> WHAT THE EXERCISE ASKS
Before you finish, make sure every line below has been written out exactly.

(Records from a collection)
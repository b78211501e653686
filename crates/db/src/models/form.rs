//! Serde helpers for HTML form fields.
//!
//! Browsers submit every input as a string, including empty ones, and
//! `<input type="time">` omits seconds.

use chrono::NaiveTime;
use serde::{Deserialize, Deserializer};

/// Treat a blank field as `None`.
pub fn empty_string_as_none<'de, D>(deserializer: D) -> Result<Option<String>, D::Error>
where
    D: Deserializer<'de>,
{
    let value = Option::<String>::deserialize(deserializer)?;
    Ok(value.filter(|s| !s.trim().is_empty()))
}

/// Accept `HH:MM:SS` as well as the `HH:MM` sent by time inputs.
pub fn time_with_optional_seconds<'de, D>(deserializer: D) -> Result<NaiveTime, D::Error>
where
    D: Deserializer<'de>,
{
    let raw = String::deserialize(deserializer)?;
    NaiveTime::parse_from_str(&raw, "%H:%M:%S")
        .or_else(|_| NaiveTime::parse_from_str(&raw, "%H:%M"))
        .map_err(|e| serde::de::Error::custom(format!("invalid time '{raw}': {e}")))
}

> ANSWER AREA
repository b78211501e653686
filename crates/db/src/models/form.rs
//! Serde helpers for HTML form fields.
//!
//! Browsers submit every input as a string, including empty ones, and
//! `<input type="time">` omits seconds.

use chrono::NaiveTime;
use serde::{Deserialize, Deserializer};

/// Treat a blank field as `None`.
pub fn empty_string_as_none<'de, D>(deserializer: D) -> Result<Option<String>, D::Error>
where
    D: Deserializer<'de>,
{
    let value = Option::<String>::deserialize(deserializer)?;
    Ok(value.filter(|s| !s.trim().is_empty()))
}

/// Accept `HH:MM:SS` as well as the `HH:MM` sent by time inputs.
pub fn time_with_optional_seconds<'de, D>(deserializer: D) -> Result<NaiveTime, D::Error>
where
    D: Deserializer<'de>,
{
    let raw = String::deserialize(deserializer)?;
    NaiveTime::parse_from_str(&raw, "%H:%M:%S")
        .or_else(|_| NaiveTime::parse_from_str(&raw, "%H:%M"))
        .map_err(|e| serde::de::Error::custom(format!("invalid time '{raw}': {e}")))
}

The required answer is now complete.